Records contained in a dataset
————
//! The brick wall: grid generation, explosive bricks and collision
//!
//! Bricks live in a fixed arena indexed by `row * cols + col`. Destroying a
//! brick only flips its flag, so indices and (row, col) lookups stay stable
//! for the lifetime of the wall.

use rand::Rng;

use super::collision::{CollisionResult, bounce_direction};
use super::rect::Rect;
use crate::config::BrickConfig;
use crate::palette::{Rgb, brick_color};

/// A single brick
#[derive(Debug, Clone)]
pub struct Brick {
    pub rect: Rect,
    pub color: Rgb,
    pub row: usize,
    pub col: usize,
    /// Once set, the brick is out of play for good
    pub destroyed: bool,
    /// Explosive: destroying it also destroys its 3x3 neighborhood
    pub special: bool,
}

/// A `rows x cols` grid of bricks centered horizontally in the playfield
#[derive(Debug, Clone)]
pub struct BrickWall {
    cols: usize,
    rows: usize,
    bricks: Vec<Brick>,
}

impl BrickWall {
    /// Lay out the grid without any explosive bricks
    pub fn grid(layout: &BrickConfig, screen_width: f32) -> Self {
        let cols = layout.cols;
        let rows = layout.rows;
        let total_width =
            cols as f32 * layout.width + cols.saturating_sub(1) as f32 * layout.padding;
        let start_x = ((screen_width - total_width) / 2.0).floor();

        let mut bricks = Vec::with_capacity(rows * cols);
        for row in 0..rows {
            for col in 0..cols {
                let x = start_x + col as f32 * (layout.width + layout.padding);
                let y = layout.top_margin + row as f32 * (layout.height + layout.padding);
                bricks.push(Brick {
                    rect: Rect::new(x, y, layout.width, layout.height),
                    color: brick_color(col),
                    row,
                    col,
                    destroyed: false,
                    special: false,
                });
            }
        }

        Self { cols, rows, bricks }
    }

    /// Lay out the grid and mark `layout.special_count` random bricks explosive
    pub fn generate<R: Rng + ?Sized>(layout: &BrickConfig, screen_width: f32, rng: &mut R) -> Self {
        let mut wall = Self::grid(layout, screen_width);
        for index in choose_special_indices(wall.bricks.len(), layout.special_count, rng) {
            wall.bricks[index].special = true;
        }
        log::debug!(
            "Generated {}x{} wall with {} explosive bricks",
            wall.cols,
            wall.rows,
            wall.special_count()
        );
        wall
    }

    /// All bricks in creation (row-major) order, destroyed ones included
    pub fn bricks(&self) -> &[Brick] {
        &self.bricks
    }

    /// Bricks still in play
    pub fn remaining(&self) -> impl Iterator<Item = &Brick> {
        self.bricks.iter().filter(|b| !b.destroyed)
    }

    pub fn remaining_count(&self) -> usize {
        self.remaining().count()
    }

    pub fn special_count(&self) -> usize {
        self.bricks.iter().filter(|b| b.special).count()
    }

    #[inline]
    pub fn index_of(&self, row: usize, col: usize) -> Option<usize> {
        (row < self.rows && col < self.cols).then(|| row * self.cols + col)
    }

    pub fn brick_at(&self, row: usize, col: usize) -> Option<&Brick> {
        self.index_of(row, col).map(|i| &self.bricks[i])
    }

    /// Flag a brick explosive (wall construction and tests)
    pub fn set_special(&mut self, row: usize, col: usize, special: bool) {
        if let Some(i) = self.index_of(row, col) {
            self.bricks[i].special = special;
        }
    }

    /// Resolve the ball against the first intact brick it overlaps.
    ///
    /// Bricks are scanned in row-major order and only the first overlap
    /// counts, so at most one brick (plus its explosion) falls per call.
    pub fn check_collision(&mut self, ball: &Rect) -> CollisionResult {
        let Some(index) = self
            .bricks
            .iter()
            .position(|b| !b.destroyed && b.rect.intersects(ball))
        else {
            return CollisionResult::miss();
        };

        let brick = &mut self.bricks[index];
        brick.destroyed = true;
        let (row, col, special, rect) = (brick.row, brick.col, brick.special, brick.rect);

        let mut hit_count = 1;
        if special {
            let casualties = self.explode_around(row, col);
            log::debug!("Explosive brick ({row}, {col}) took out {casualties} neighbors");
            hit_count += casualties;
        }

        CollisionResult {
            hit: true,
            hit_count,
            direction: bounce_direction(ball, &rect),
            brick: Some(index),
            exploded: special,
        }
    }

    /// Destroy every intact brick within Chebyshev distance 1 of (row, col).
    ///
    /// A center outside the grid destroys nothing. Single level: explosive
    /// bricks caught in the blast are destroyed, not triggered. Returns how
    /// many bricks fell.
    pub fn explode_around(&mut self, row: usize, col: usize) -> u32 {
        if self.index_of(row, col).is_none() {
            return 0;
        }
        let mut destroyed = 0;
        for r in row.saturating_sub(1)..=(row + 1).min(self.rows - 1) {
            for c in col.saturating_sub(1)..=(col + 1).min(self.cols - 1) {
                let brick = &mut self.bricks[r * self.cols + c];
                if !brick.destroyed {
                    brick.destroyed = true;
                    destroyed += 1;
                }
            }
        }
        destroyed
    }
}

/// Uniformly pick `min(count, total)` distinct brick indices
pub fn choose_special_indices<R: Rng + ?Sized>(total: usize, count: usize, rng: &mut R) -> Vec<usize> {
    let amount = count.min(total);
    if amount < count {
        log::warn!("Requested {count} explosive bricks but the wall only has {total}");
    }
    rand::seq::index::sample(rng, total, amount).into_vec()
}

#[cfg(test)]
mod tests {
    use super::*;
    use proptest::prelude::*;
    use rand::SeedableRng;
    use rand_pcg::Pcg32;
    use std::collections::HashSet;

    fn layout() -> BrickConfig {
        BrickConfig::default()
    }

    fn plain_wall() -> BrickWall {
        BrickWall::grid(&layout(), 800.0)
    }

    fn ball_over(wall: &BrickWall, row: usize, col: usize) -> Rect {
        let center = wall.brick_at(row, col).unwrap().rect.center();
        Rect::from_center(center, 16.0, 16.0)
    }

    #[test]
    fn test_generate_full_grid_with_specials() {
        let mut rng = Pcg32::seed_from_u64(7);
        let wall = BrickWall::generate(&layout(), 800.0, &mut rng);

        assert_eq!(wall.bricks().len(), 50);
        assert_eq!(wall.special_count(), 7);
        let cells: HashSet<_> = wall.bricks().iter().map(|b| (b.row, b.col)).collect();
        assert_eq!(cells.len(), 50);
        for row in 0..5 {
            for col in 0..10 {
                assert!(cells.contains(&(row, col)));
            }
        }
    }

    #[test]
    fn test_grid_is_centered() {
        let wall = plain_wall();
        // total width = 10 * 60 + 9 * 6 = 654, start = floor(146 / 2) = 73
        let first = wall.brick_at(0, 0).unwrap();
        assert_eq!(first.rect.x, 73.0);
        assert_eq!(first.rect.y, 50.0);
        let last = wall.brick_at(4, 9).unwrap();
        assert_eq!(last.rect.x, 73.0 + 9.0 * 66.0);
        assert_eq!(last.rect.y, 50.0 + 4.0 * 26.0);
        assert_eq!(last.color, brick_color(9));
    }

    #[test]
    fn test_same_seed_same_specials() {
        let a = BrickWall::generate(&layout(), 800.0, &mut Pcg32::seed_from_u64(42));
        let b = BrickWall::generate(&layout(), 800.0, &mut Pcg32::seed_from_u64(42));
        let specials = |w: &BrickWall| -> Vec<usize> {
            w.bricks()
                .iter()
                .enumerate()
                .filter(|(_, b)| b.special)
                .map(|(i, _)| i)
                .collect()
        };
        assert_eq!(specials(&a), specials(&b));
    }

    #[test]
    fn test_special_count_clamped_to_grid() {
        let config = BrickConfig {
            cols: 3,
            rows: 2,
            special_count: 50,
            ..layout()
        };
        let wall = BrickWall::generate(&config, 800.0, &mut Pcg32::seed_from_u64(1));
        assert_eq!(wall.bricks().len(), 6);
        assert_eq!(wall.special_count(), 6);
    }

    #[test]
    fn test_plain_hit_counts_one() {
        let mut wall = plain_wall();
        let ball = ball_over(&wall, 4, 3);
        let result = wall.check_collision(&ball);
        assert!(result.hit);
        assert_eq!(result.hit_count, 1);
        assert!(!result.exploded);
        assert!(wall.brick_at(4, 3).unwrap().destroyed);
        assert_eq!(wall.remaining_count(), 49);
    }

    #[test]
    fn test_destroyed_brick_is_not_hit_again() {
        let mut wall = plain_wall();
        let ball = ball_over(&wall, 2, 2);
        assert!(wall.check_collision(&ball).hit);
        assert!(!wall.check_collision(&ball).hit);
    }

    #[test]
    fn test_first_brick_in_row_major_order_wins() {
        let mut wall = plain_wall();
        // Straddle the gap between (1, 4) and (1, 5) and the row below
        let left = wall.brick_at(1, 4).unwrap().rect;
        let center = glam::Vec2::new(left.right() + 3.0, left.bottom() + 3.0);
        let ball = Rect::from_center(center, 16.0, 16.0);

        let result = wall.check_collision(&ball);
        assert_eq!(result.hit_count, 1);
        assert_eq!(result.brick, wall.index_of(1, 4));
        assert!(!wall.brick_at(1, 5).unwrap().destroyed);
        assert!(!wall.brick_at(2, 4).unwrap().destroyed);
    }

    #[test]
    fn test_explosion_destroys_neighborhood() {
        let mut wall = plain_wall();
        wall.set_special(2, 5, true);
        let ball = ball_over(&wall, 2, 5);

        let result = wall.check_collision(&ball);
        assert!(result.exploded);
        assert_eq!(result.hit_count, 9);
        for brick in wall.bricks() {
            let near = brick.row.abs_diff(2) <= 1 && brick.col.abs_diff(5) <= 1;
            assert_eq!(brick.destroyed, near, "brick ({}, {})", brick.row, brick.col);
        }
    }

    #[test]
    fn test_explosion_at_corner_is_clipped() {
        let mut wall = plain_wall();
        wall.set_special(0, 0, true);
        let ball = ball_over(&wall, 0, 0);
        assert_eq!(wall.check_collision(&ball).hit_count, 4);
    }

    #[test]
    fn test_explosion_outside_grid_is_a_no_op() {
        let mut wall = plain_wall();
        assert_eq!(wall.explode_around(usize::MAX, usize::MAX), 0);
        assert_eq!(wall.explode_around(5, 0), 0);
        assert_eq!(wall.explode_around(0, 10), 0);
        assert_eq!(wall.remaining_count(), 50);
    }

    #[test]
    fn test_explosion_skips_already_destroyed() {
        let mut wall = plain_wall();
        let ball = ball_over(&wall, 3, 3);
        wall.check_collision(&ball);

        wall.set_special(3, 4, true);
        let ball = ball_over(&wall, 3, 4);
        // 3x3 around (3, 4) minus the already destroyed (3, 3)
        assert_eq!(wall.check_collision(&ball).hit_count, 8);
    }

    #[test]
    fn test_explosion_does_not_chain() {
        let mut wall = plain_wall();
        wall.set_special(2, 2, true);
        wall.set_special(2, 3, true);
        let ball = ball_over(&wall, 2, 2);
        assert_eq!(wall.check_collision(&ball).hit_count, 9);
        // (2, 4) is two columns away from the trigger and survives
        assert!(!wall.brick_at(2, 4).unwrap().destroyed);
    }

    #[test]
    fn test_remaining_count_zero_iff_all_destroyed() {
        let mut wall = plain_wall();
        for row in 0..5 {
            for col in 0..10 {
                assert_ne!(wall.remaining_count(), 0);
                let ball = ball_over(&wall, row, col);
                wall.check_collision(&ball);
            }
        }
        assert_eq!(wall.remaining_count(), 0);
        assert!(wall.bricks().iter().all(|b| b.destroyed));
    }

    proptest! {
        #[test]
        fn prop_explosion_matches_chebyshev_set(
            row in 0usize..5,
            col in 0usize..10,
            pre in proptest::collection::vec((0usize..5, 0usize..10), 0..15),
        ) {
            let mut wall = plain_wall();
            for &(r, c) in &pre {
                if (r, c) != (row, col) {
                    let i = wall.index_of(r, c).unwrap();
                    wall.bricks[i].destroyed = true;
                }
            }
            let before: Vec<bool> = wall.bricks().iter().map(|b| b.destroyed).collect();
            let expected: HashSet<usize> = wall
                .bricks()
                .iter()
                .enumerate()
                .filter(|(_, b)| !b.destroyed && b.row.abs_diff(row) <= 1 && b.col.abs_diff(col) <= 1)
                .map(|(i, _)| i)
                .collect();

            wall.set_special(row, col, true);
            let trigger = wall.index_of(row, col).unwrap();
            wall.bricks[trigger].destroyed = true;
            let casualties = wall.explode_around(row, col);

            let newly: HashSet<usize> = wall
                .bricks()
                .iter()
                .enumerate()
                .filter(|(i, b)| b.destroyed && !before[*i])
                .map(|(i, _)| i)
                .collect();
            prop_assert_eq!(casualties as usize + 1, expected.len());
            prop_assert_eq!(newly, expected);
        }

        #[test]
        fn prop_special_indices_distinct_and_clamped(total in 0usize..80, count in 0usize..100, seed in any::<u64>()) {
            let mut rng = Pcg32::seed_from_u64(seed);
            let picks = choose_special_indices(total, count, &mut rng);
            prop_assert_eq!(picks.len(), count.min(total));
            let unique: HashSet<_> = picks.iter().collect();
            prop_assert_eq!(unique.len(), picks.len());
            prop_assert!(picks.iter().all(|&i| i < total));
        }
    }
}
————
**Required action**
The response must contain each line above that holds the string "tests".

**Answer section**
    /// Flag a brick explosive (wall construction and tests)
mod tests {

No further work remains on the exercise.